[Saved entries]
#[cfg(test)]
mod tests {
    use super::*;

    fn kinds(source: &str) -> Vec<TokenKind> {
        Lexer::new(source).tokenize().iter().map(|t| t.kind).collect()
    }

    #[test]
    fn test_simple_tokens() {
        let tokens = Lexer::new("fn main() { }").tokenize();
        assert_eq!(tokens[0].kind, TokenKind::Fn);
        assert_eq!(tokens[1].kind, TokenKind::Ident);
        assert_eq!(tokens[1].raw_text, "main");
        assert_eq!(tokens[2].kind, TokenKind::LParen);
        assert_eq!(tokens[3].kind, TokenKind::RParen);
        assert_eq!(tokens[4].kind, TokenKind::LBrace);
        assert_eq!(tokens[5].kind, TokenKind::RBrace);
        assert_eq!(tokens[6].kind, TokenKind::Eof);
    }

    #[test]
    fn test_numbers() {
        let tokens = Lexer::new("42 3.14 1e3 2.5e-2").tokenize();
        assert_eq!(tokens[0].literal, Some(TokenValue::Int(42)));
        assert_eq!(tokens[1].literal, Some(TokenValue::Float(3.14)));
        assert_eq!(tokens[2].literal, Some(TokenValue::Float(1e3)));
        assert_eq!(tokens[3].literal, Some(TokenValue::Float(2.5e-2)));
    }

    #[test]
    fn test_integer_overflow_is_error_token() {
        let tokens = Lexer::new("99999999999999999999").tokenize();
        assert_eq!(tokens[0].kind, TokenKind::Error);
        assert_eq!(tokens[0].raw_text, "99999999999999999999");
        assert_eq!(tokens[1].kind, TokenKind::Eof);
    }

    #[test]
    fn test_range_is_not_a_float() {
        assert_eq!(
            kinds("0..10"),
            vec![
                TokenKind::Number,
                TokenKind::DotDot,
                TokenKind::Number,
                TokenKind::Eof
            ]
        );
    }

    #[test]
    fn test_string_escapes() {
        let tokens = Lexer::new(r#""a \"b\nc\td""#).tokenize();
        assert_eq!(tokens[0].kind, TokenKind::Str);
        assert_eq!(
            tokens[0].literal,
            Some(TokenValue::Str("a \"b\nc\td".to_string()))
        );
    }

    #[test]
    fn test_unknown_escape_is_preserved() {
        let tokens = Lexer::new(r#""a\qb""#).tokenize();
        assert_eq!(tokens[0].literal, Some(TokenValue::Str("a\\qb".to_string())));
    }

    #[test]
    fn test_unterminated_string() {
        let tokens = Lexer::new("\"never closed").tokenize();
        assert_eq!(tokens[0].kind, TokenKind::Error);
        assert_eq!(
            tokens[0].literal,
            Some(TokenValue::Str("unterminated string literal".to_string()))
        );
    }

    #[test]
    fn test_char_literals() {
        let tokens = Lexer::new(r"'c' '\n'").tokenize();
        assert_eq!(tokens[0].literal, Some(TokenValue::Char('c')));
        assert_eq!(tokens[1].literal, Some(TokenValue::Char('\n')));
    }

    #[test]
    fn test_macro_heads() {
        let tokens = Lexer::new("println! print! eprintln! eprint! vec! foo!").tokenize();
        assert_eq!(tokens[0].kind, TokenKind::MacroPrint);
        assert_eq!(tokens[0].raw_text, "println!");
        assert_eq!(tokens[1].kind, TokenKind::MacroPrint);
        assert_eq!(tokens[2].kind, TokenKind::MacroPrint);
        assert_eq!(tokens[3].kind, TokenKind::MacroPrint);
        assert_eq!(tokens[4].kind, TokenKind::MacroVec);
        // an unknown head stays an identifier followed by `!`
        assert_eq!(tokens[5].kind, TokenKind::Ident);
        assert_eq!(tokens[6].kind, TokenKind::Not);
    }

    #[test]
    fn test_comments_are_skipped() {
        assert_eq!(kinds("// line\n/// doc\nlet"), vec![TokenKind::Let, TokenKind::Eof]);
        assert_eq!(
            kinds("/* block\nwith lines */ let"),
            vec![TokenKind::Let, TokenKind::Eof]
        );
    }

    #[test]
    fn test_unterminated_block_comment() {
        // consumes to end of input without emitting an error token
        assert_eq!(kinds("/* never closed"), vec![TokenKind::Eof]);
    }

    #[test]
    fn test_block_comment_is_not_nested() {
        // the first */ closes the comment
        assert_eq!(
            kinds("/* a /* b */ let"),
            vec![TokenKind::Let, TokenKind::Eof]
        );
    }

    #[test]
    fn test_two_char_operators() {
        assert_eq!(
            kinds("-> == != <= >= && || += -= *= /= .."),
            vec![
                TokenKind::Arrow,
                TokenKind::EqEq,
                TokenKind::NotEq,
                TokenKind::Le,
                TokenKind::Ge,
                TokenKind::AndAnd,
                TokenKind::OrOr,
                TokenKind::PlusEq,
                TokenKind::MinusEq,
                TokenKind::StarEq,
                TokenKind::SlashEq,
                TokenKind::DotDot,
                TokenKind::Eof
            ]
        );
    }

    #[test]
    fn test_unrecognized_character() {
        let tokens = Lexer::new("let x = 1 @").tokenize();
        let err = tokens.iter().find(|t| t.kind == TokenKind::Error).unwrap();
        assert_eq!(
            err.literal,
            Some(TokenValue::Str("unrecognized character '@'".to_string()))
        );
        assert_eq!(tokens.last().unwrap().kind, TokenKind::Eof);
    }

    #[test]
    fn test_line_and_column_tracking() {
        let tokens = Lexer::new("let x\nlet y").tokenize();
        assert_eq!((tokens[0].line, tokens[0].column), (1, 1));
        assert_eq!((tokens[1].line, tokens[1].column), (1, 5));
        assert_eq!((tokens[2].line, tokens[2].column), (2, 1));
        assert_eq!((tokens[3].line, tokens[3].column), (2, 5));
    }

    #[test]
    fn test_block_comment_advances_lines() {
        let tokens = Lexer::new("/* one\ntwo */ let").tokenize();
        assert_eq!(tokens[0].line, 2);
    }
}
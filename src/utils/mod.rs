//! Utility module

mod error;

pub use error::{Result, SemanticError, SyntaxError};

> [Problem] All of the lines above must be returned exactly.

> [Result of this exercise]
#[cfg(test)]
mod tests {
    use super::*;

    fn kinds(source: &str) -> Vec<TokenKind> {
        Lexer::new(source).tokenize().iter().map(|t| t.kind).collect()
    }

    #[test]
    fn test_simple_tokens() {
        let tokens = Lexer::new("fn main() { }").tokenize();
        assert_eq!(tokens[0].kind, TokenKind::Fn);
        assert_eq!(tokens[1].kind, TokenKind::Ident);
        assert_eq!(tokens[1].raw_text, "main");
        assert_eq!(tokens[2].kind, TokenKind::LParen);
        assert_eq!(tokens[3].kind, TokenKind::RParen);
        assert_eq!(tokens[4].kind, TokenKind::LBrace);
        assert_eq!(tokens[5].kind, TokenKind::RBrace);
        assert_eq!(tokens[6].kind, TokenKind::Eof);
    }

    #[test]
    fn test_numbers() {
        let tokens = Lexer::new("42 3.14 1e3 2.5e-2").tokenize();
        assert_eq!(tokens[0].literal, Some(TokenValue::Int(42)));
        assert_eq!(tokens[1].literal, Some(TokenValue::Float(3.14)));
        assert_eq!(tokens[2].literal, Some(TokenValue::Float(1e3)));
        assert_eq!(tokens[3].literal, Some(TokenValue::Float(2.5e-2)));
    }

    #[test]
    fn test_integer_overflow_is_error_token() {
        let tokens = Lexer::new("99999999999999999999").tokenize();
        assert_eq!(tokens[0].kind, TokenKind::Error);
        assert_eq!(tokens[0].raw_text, "99999999999999999999");
        assert_eq!(tokens[1].kind, TokenKind::Eof);
    }

    #[test]
    fn test_range_is_not_a_float() {
        assert_eq!(
            kinds("0..10"),
            vec![
                TokenKind::Number,
                TokenKind::DotDot,
                TokenKind::Number,
                TokenKind::Eof
            ]
        );
    }

    #[test]
    fn test_string_escapes() {
        let tokens = Lexer::new(r#""a \"b\nc\td""#).tokenize();
        assert_eq!(tokens[0].kind, TokenKind::Str);
        assert_eq!(
            tokens[0].literal,
            Some(TokenValue::Str("a \"b\nc\td".to_string()))
        );
    }

    #[test]
    fn test_unknown_escape_is_preserved() {
        let tokens = Lexer::new(r#""a\qb""#).tokenize();
        assert_eq!(tokens[0].literal, Some(TokenValue::Str("a\\qb".to_string())));
    }

    #[test]
    fn test_unterminated_string() {
        let tokens = Lexer::new("\"never closed").tokenize();
        assert_eq!(tokens[0].kind, TokenKind::Error);
        assert_eq!(
            tokens[0].literal,
            Some(TokenValue::Str("unterminated string literal".to_string()))
        );
    }

    #[test]
    fn test_char_literals() {
        let tokens = Lexer::new(r"'c' '\n'").tokenize();
        assert_eq!(tokens[0].literal, Some(TokenValue::Char('c')));
        assert_eq!(tokens[1].literal, Some(TokenValue::Char('\n')));
    }

    #[test]
    fn test_macro_heads() {
        let tokens = Lexer::new("println! print! eprintln! eprint! vec! foo!").tokenize();
        assert_eq!(tokens[0].kind, TokenKind::MacroPrint);
        assert_eq!(tokens[0].raw_text, "println!");
        assert_eq!(tokens[1].kind, TokenKind::MacroPrint);
        assert_eq!(tokens[2].kind, TokenKind::MacroPrint);
        assert_eq!(tokens[3].kind, TokenKind::MacroPrint);
        assert_eq!(tokens[4].kind, TokenKind::MacroVec);
        // an unknown head stays an identifier followed by `!`
        assert_eq!(tokens[5].kind, TokenKind::Ident);
        assert_eq!(tokens[6].kind, TokenKind::Not);
    }

    #[test]
    fn test_comments_are_skipped() {
        assert_eq!(kinds("// line\n/// doc\nlet"), vec![TokenKind::Let, TokenKind::Eof]);
        assert_eq!(
            kinds("/* block\nwith lines */ let"),
            vec![TokenKind::Let, TokenKind::Eof]
        );
    }

    #[test]
    fn test_unterminated_block_comment() {
        // consumes to end of input without emitting an error token
        assert_eq!(kinds("/* never closed"), vec![TokenKind::Eof]);
    }

    #[test]
    fn test_block_comment_is_not_nested() {
        // the first */ closes the comment
        assert_eq!(
            kinds("/* a /* b */ let"),
            vec![TokenKind::Let, TokenKind::Eof]
        );
    }

    #[test]
    fn test_two_char_operators() {
        assert_eq!(
            kinds("-> == != <= >= && || += -= *= /= .."),
            vec![
                TokenKind::Arrow,
                TokenKind::EqEq,
                TokenKind::NotEq,
                TokenKind::Le,
                TokenKind::Ge,
                TokenKind::AndAnd,
                TokenKind::OrOr,
                TokenKind::PlusEq,
                TokenKind::MinusEq,
                TokenKind::StarEq,
                TokenKind::SlashEq,
                TokenKind::DotDot,
                TokenKind::Eof
            ]
        );
    }

    #[test]
    fn test_unrecognized_character() {
        let tokens = Lexer::new("let x = 1 @").tokenize();
        let err = tokens.iter().find(|t| t.kind == TokenKind::Error).unwrap();
        assert_eq!(
            err.literal,
            Some(TokenValue::Str("unrecognized character '@'".to_string()))
        );
        assert_eq!(tokens.last().unwrap().kind, TokenKind::Eof);
    }

    #[test]
    fn test_line_and_column_tracking() {
        let tokens = Lexer::new("let x\nlet y").tokenize();
        assert_eq!((tokens[0].line, tokens[0].column), (1, 1));
        assert_eq!((tokens[1].line, tokens[1].column), (1, 5));
        assert_eq!((tokens[2].line, tokens[2].column), (2, 1));
        assert_eq!((tokens[3].line, tokens[3].column), (2, 5));
    }

    #[test]
    fn test_block_comment_advances_lines() {
        let tokens = Lexer::new("/* one\ntwo */ let").tokenize();
        assert_eq!(tokens[0].line, 2);
    }
}
filename src/utils/mod.rs
//! Utility module

mod error;

pub use error::{Result, SemanticError, SyntaxError};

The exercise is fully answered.